• WORK REQUIRED: Please determine the number of lines in the material below that contain the word "DownloadCoordinator", and state it alone.

——

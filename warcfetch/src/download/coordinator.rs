//! Bounded-concurrency orchestration of an enumeration-and-download run.

use std::collections::HashSet;
use std::path::PathBuf;
use std::sync::Arc;
use std::time::Duration;

use chrono::Utc;
use tokio::sync::{mpsc, Semaphore};
use tokio::task::{JoinError, JoinSet};
use tokio_util::sync::CancellationToken;
use tracing::{debug, error, info, warn};

use crate::api::{DescriptorPager, FileDescriptor, InventoryClient, QueryFilter};

use super::error::{FailureClass, RunError};
use super::http::{DownloadOutcome, FileDownloader, TransferProgress};
use super::manifest::{ManifestEntry, ManifestStore};
use super::policy::RetryPolicy;
use super::report::RunReport;
use super::task::DownloadTask;

/// Default worker pool size.
pub const DEFAULT_CONCURRENCY: usize = 4;

/// Default dispatch queue capacity.
///
/// Memory during a run is bounded by this queue, not by the size of the
/// result set: enumeration blocks once the queue is full.
pub const DEFAULT_QUEUE_CAPACITY: usize = 64;

/// Extra attempts allowed after a checksum mismatch.
pub const DEFAULT_CHECKSUM_RETRIES: u32 = 1;

/// Default window without transfer progress before a worker gives up.
pub const DEFAULT_STALL_TIMEOUT_SECS: u64 = 60;

/// Tunables for a coordinator run.
#[derive(Debug, Clone)]
pub struct CoordinatorConfig {
    /// Maximum simultaneous transfers.
    pub concurrency: usize,
    /// Dispatch queue capacity between enumeration and the worker pool.
    pub queue_capacity: usize,
    /// Retry policy for transient per-file failures.
    pub retry: RetryPolicy,
    /// Extra attempts after a checksum mismatch (a single re-try covers
    /// transient corruption; persistent mismatch is a real failure).
    pub checksum_retries: u32,
    /// Per-transfer stall window.
    pub stall_timeout: Duration,
}

impl Default for CoordinatorConfig {
    fn default() -> Self {
        Self {
            concurrency: DEFAULT_CONCURRENCY,
            queue_capacity: DEFAULT_QUEUE_CAPACITY,
            retry: RetryPolicy::default(),
            checksum_retries: DEFAULT_CHECKSUM_RETRIES,
            stall_timeout: Duration::from_secs(DEFAULT_STALL_TIMEOUT_SECS),
        }
    }
}

/// How a settled worker left its task.
#[derive(Debug)]
enum WorkerOutcome {
    /// Verified and recorded; `bytes` is what this run actually wrote.
    Completed { bytes: u64 },
    /// Retry budget exhausted; details live on the task.
    Failed,
    /// Interrupted by cancellation; not counted either way.
    Cancelled,
}

/// Drives enumeration and transfer for one run.
///
/// Downloads begin as soon as the first page arrives; pages keep being
/// fetched while workers transfer earlier files. Files already recorded in
/// the manifest are counted as skipped without touching the network.
///
/// # Example
///
/// ```ignore
/// use warcfetch::{CoordinatorConfig, DownloadCoordinator, InventoryClient,
///                 ManifestStore, QueryFilter};
///
/// let client = InventoryClient::new("https://partner.archive-it.org/wasapi/v1/webdata")?;
/// let manifest = ManifestStore::open("downloads/manifest.jsonl")?;
/// let coordinator = DownloadCoordinator::new(
///     client,
///     "downloads",
///     manifest.into(),
///     CoordinatorConfig::default(),
/// );
///
/// let report = coordinator.run(&QueryFilter::new().with_collection("5425")).await?;
/// println!("completed: {}", report.completed);
/// ```
pub struct DownloadCoordinator {
    client: InventoryClient,
    downloader: FileDownloader,
    manifest: Arc<ManifestStore>,
    destination: PathBuf,
    config: CoordinatorConfig,
    cancel: CancellationToken,
    progress: Option<TransferProgress>,
}

impl DownloadCoordinator {
    /// Create a coordinator writing into `destination`.
    pub fn new(
        client: InventoryClient,
        destination: impl Into<PathBuf>,
        manifest: Arc<ManifestStore>,
        config: CoordinatorConfig,
    ) -> Self {
        let downloader = FileDownloader::new(client.credentials().cloned())
            .with_stall_timeout(config.stall_timeout);
        Self {
            client,
            downloader,
            manifest,
            destination: destination.into(),
            config,
            cancel: CancellationToken::new(),
            progress: None,
        }
    }

    /// Install a transfer progress callback.
    pub fn with_progress(mut self, progress: TransferProgress) -> Self {
        self.progress = Some(progress);
        self
    }

    /// Token that stops the run when cancelled: no new dispatches, in-flight
    /// transfers interrupted cleanly with their partials preserved.
    pub fn cancellation_token(&self) -> CancellationToken {
        self.cancel.clone()
    }

    /// Run the full enumeration-and-download pipeline.
    ///
    /// Per-file failures are contained in the returned report; only an
    /// enumeration failure (or an unusable destination) aborts the run.
    pub async fn run(&self, filter: &QueryFilter) -> Result<RunReport, RunError> {
        tokio::fs::create_dir_all(&self.destination)
            .await
            .map_err(|e| RunError::Destination {
                path: self.destination.clone(),
                source: e,
            })?;

        let (queue_tx, mut queue_rx) = mpsc::channel::<FileDescriptor>(self.config.queue_capacity);

        // Enumeration runs beside the workers; pagination is sequential
        // (each page's cursor comes from the previous response) but
        // dispatch starts with the first page.
        let enumeration = {
            let client = self.client.clone();
            let filter = filter.clone();
            let cancel = self.cancel.clone();
            tokio::spawn(async move {
                let mut pager = DescriptorPager::new(client, filter);
                loop {
                    let page = tokio::select! {
                        _ = cancel.cancelled() => return Ok(()),
                        page = pager.next_page() => page,
                    };
                    match page {
                        Ok(Some(descriptors)) => {
                            for descriptor in descriptors {
                                if queue_tx.send(descriptor).await.is_err() {
                                    return Ok(());
                                }
                            }
                        }
                        Ok(None) => return Ok(()),
                        Err(err) => return Err(err),
                    }
                }
            })
        };

        let semaphore = Arc::new(Semaphore::new(self.config.concurrency.max(1)));
        let mut workers: JoinSet<(DownloadTask, WorkerOutcome)> = JoinSet::new();
        let mut report = RunReport::default();
        let mut seen: HashSet<String> = HashSet::new();

        loop {
            tokio::select! {
                descriptor = queue_rx.recv() => match descriptor {
                    Some(descriptor) => {
                        if !seen.insert(descriptor.filename.clone()) {
                            warn!(
                                filename = %descriptor.filename,
                                "duplicate descriptor in enumeration, ignoring"
                            );
                            continue;
                        }
                        if self.manifest.is_completed(descriptor.id()) {
                            debug!(filename = %descriptor.filename, "already recorded, skipping");
                            report.record_skipped();
                            continue;
                        }
                        let permit = tokio::select! {
                            _ = self.cancel.cancelled() => break,
                            permit = semaphore.clone().acquire_owned() => match permit {
                                Ok(permit) => permit,
                                Err(_) => break,
                            },
                        };
                        self.spawn_worker(&mut workers, descriptor, permit);
                    }
                    None => break,
                },
                Some(result) = workers.join_next(), if !workers.is_empty() => {
                    settle(result, &mut report);
                }
            }
        }

        // Closing the receiver unblocks a still-running pager task.
        drop(queue_rx);
        while let Some(result) = workers.join_next().await {
            settle(result, &mut report);
        }

        if self.cancel.is_cancelled() {
            report.interrupted = true;
        }

        match enumeration.await {
            Ok(Ok(())) => {}
            Ok(Err(err)) => {
                return Err(RunError::Enumeration {
                    source: err,
                    partial: report,
                })
            }
            Err(join_err) => {
                error!(error = %join_err, "enumeration task aborted");
                report.interrupted = true;
            }
        }

        info!(
            completed = report.completed,
            skipped = report.skipped,
            failed = report.failed_count(),
            bytes = report.bytes_downloaded,
            "run finished"
        );
        Ok(report)
    }

    fn spawn_worker(
        &self,
        workers: &mut JoinSet<(DownloadTask, WorkerOutcome)>,
        descriptor: FileDescriptor,
        permit: tokio::sync::OwnedSemaphorePermit,
    ) {
        let downloader = self.downloader.clone();
        let manifest = Arc::clone(&self.manifest);
        let destination = self.destination.clone();
        let retry = self.config.retry.clone();
        let checksum_retries = self.config.checksum_retries;
        let cancel = self.cancel.clone();
        let progress = self.progress.clone();

        workers.spawn(async move {
            let mut task = DownloadTask::new(descriptor);
            let outcome = execute_with_retry(
                &mut task,
                &downloader,
                &manifest,
                &destination,
                &retry,
                checksum_retries,
                &cancel,
                progress.as_ref(),
            )
            .await;
            drop(permit);
            (task, outcome)
        });
    }
}

/// One task's full attempt loop.
#[allow(clippy::too_many_arguments)]
async fn execute_with_retry(
    task: &mut DownloadTask,
    downloader: &FileDownloader,
    manifest: &ManifestStore,
    destination: &std::path::Path,
    retry: &RetryPolicy,
    checksum_retries: u32,
    cancel: &CancellationToken,
    progress: Option<&TransferProgress>,
) -> WorkerOutcome {
    let mut mismatches = 0u32;
    loop {
        task.start_attempt();
        let result = downloader
            .download(task.descriptor(), destination, cancel, progress)
            .await;

        match result {
            Ok(outcome) => {
                task.begin_verify();
                let (algorithm, checksum) = outcome.checksum();
                let entry = ManifestEntry {
                    filename: task.descriptor().filename.clone(),
                    size: outcome.bytes(),
                    algorithm: algorithm.to_string(),
                    checksum: checksum.to_string(),
                    completed_at: Utc::now(),
                };
                // The ledger write must be durable before the task counts
                // as Completed.
                if let Err(err) = manifest.mark_completed(entry) {
                    task.fail(format!("manifest append failed: {err}"));
                    return WorkerOutcome::Failed;
                }
                let transferred = match &outcome {
                    DownloadOutcome::Completed { bytes, .. } => *bytes,
                    DownloadOutcome::AlreadyComplete { .. } => 0,
                };
                task.complete(outcome.bytes());
                info!(
                    filename = %task.descriptor().filename,
                    bytes = transferred,
                    attempts = task.attempts(),
                    "file completed"
                );
                return WorkerOutcome::Completed { bytes: transferred };
            }
            Err(err) => match err.class() {
                FailureClass::Cancelled => return WorkerOutcome::Cancelled,
                FailureClass::Fatal => {
                    warn!(
                        filename = %task.descriptor().filename,
                        error = %err,
                        "file failed permanently"
                    );
                    task.fail(err.to_string());
                    return WorkerOutcome::Failed;
                }
                FailureClass::Mismatch => {
                    mismatches += 1;
                    if mismatches > checksum_retries {
                        task.fail(err.to_string());
                        return WorkerOutcome::Failed;
                    }
                    warn!(
                        filename = %task.descriptor().filename,
                        error = %err,
                        "checksum mismatch, retrying once"
                    );
                    task.retry(err.to_string());
                }
                FailureClass::Transient => {
                    if task.attempts() >= retry.max_attempts {
                        task.fail(err.to_string());
                        return WorkerOutcome::Failed;
                    }
                    let delay = retry.delay_for(task.attempts());
                    warn!(
                        filename = %task.descriptor().filename,
                        attempt = task.attempts(),
                        delay_ms = delay.as_millis() as u64,
                        error = %err,
                        "transfer failed, backing off"
                    );
                    task.retry(err.to_string());
                    tokio::select! {
                        _ = cancel.cancelled() => return WorkerOutcome::Cancelled,
                        _ = tokio::time::sleep(delay) => {}
                    }
                }
            },
        }
    }
}

fn settle(result: Result<(DownloadTask, WorkerOutcome), JoinError>, report: &mut RunReport) {
    match result {
        Ok((_, WorkerOutcome::Completed { bytes })) => report.record_completed(bytes),
        Ok((task, WorkerOutcome::Failed)) => {
            report.record_failed(
                task.descriptor().filename.clone(),
                task.last_error().unwrap_or("unknown error").to_string(),
                task.attempts(),
            );
        }
        Ok((_, WorkerOutcome::Cancelled)) => {}
        Err(err) => error!(error = %err, "download worker aborted"),
    }
}
//! Error types for inventory enumeration.

use thiserror::Error;

/// Errors surfaced while enumerating the inventory API.
///
/// A fetch error aborts enumeration for the run: silently skipping a bad
/// page could hide an unbounded number of files, so the coordinator never
/// papers over one.
#[derive(Debug, Error)]
pub enum FetchError {
    /// Could not reach the access point at all.
    #[error("could not connect to {url}: {source}")]
    Connection {
        url: String,
        #[source]
        source: reqwest::Error,
    },

    /// The access point rejected our credentials.
    #[error("authentication rejected for {url} (HTTP {status}); verify user/password")]
    Auth { url: String, status: u16 },

    /// The access point answered with an unexpected status.
    #[error("unexpected HTTP {status} from {url}")]
    Status { url: String, status: u16 },

    /// The response body was not a well-formed inventory page.
    #[error("malformed inventory response from {url}: {reason}")]
    Malformed { url: String, reason: String },
}

impl FetchError {
    /// Whether a page-level retry may succeed.
    ///
    /// Auth failures and malformed bodies are deterministic; only network
    /// errors and server-side (5xx/429/408) statuses are worth retrying.
    pub fn is_transient(&self) -> bool {
        match self {
            Self::Connection { .. } => true,
            Self::Status { status, .. } => {
                *status >= 500 || *status == 429 || *status == 408
            }
            Self::Auth { .. } | Self::Malformed { .. } => false,
        }
    }
}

——

• REPLY TO THE TASK: 4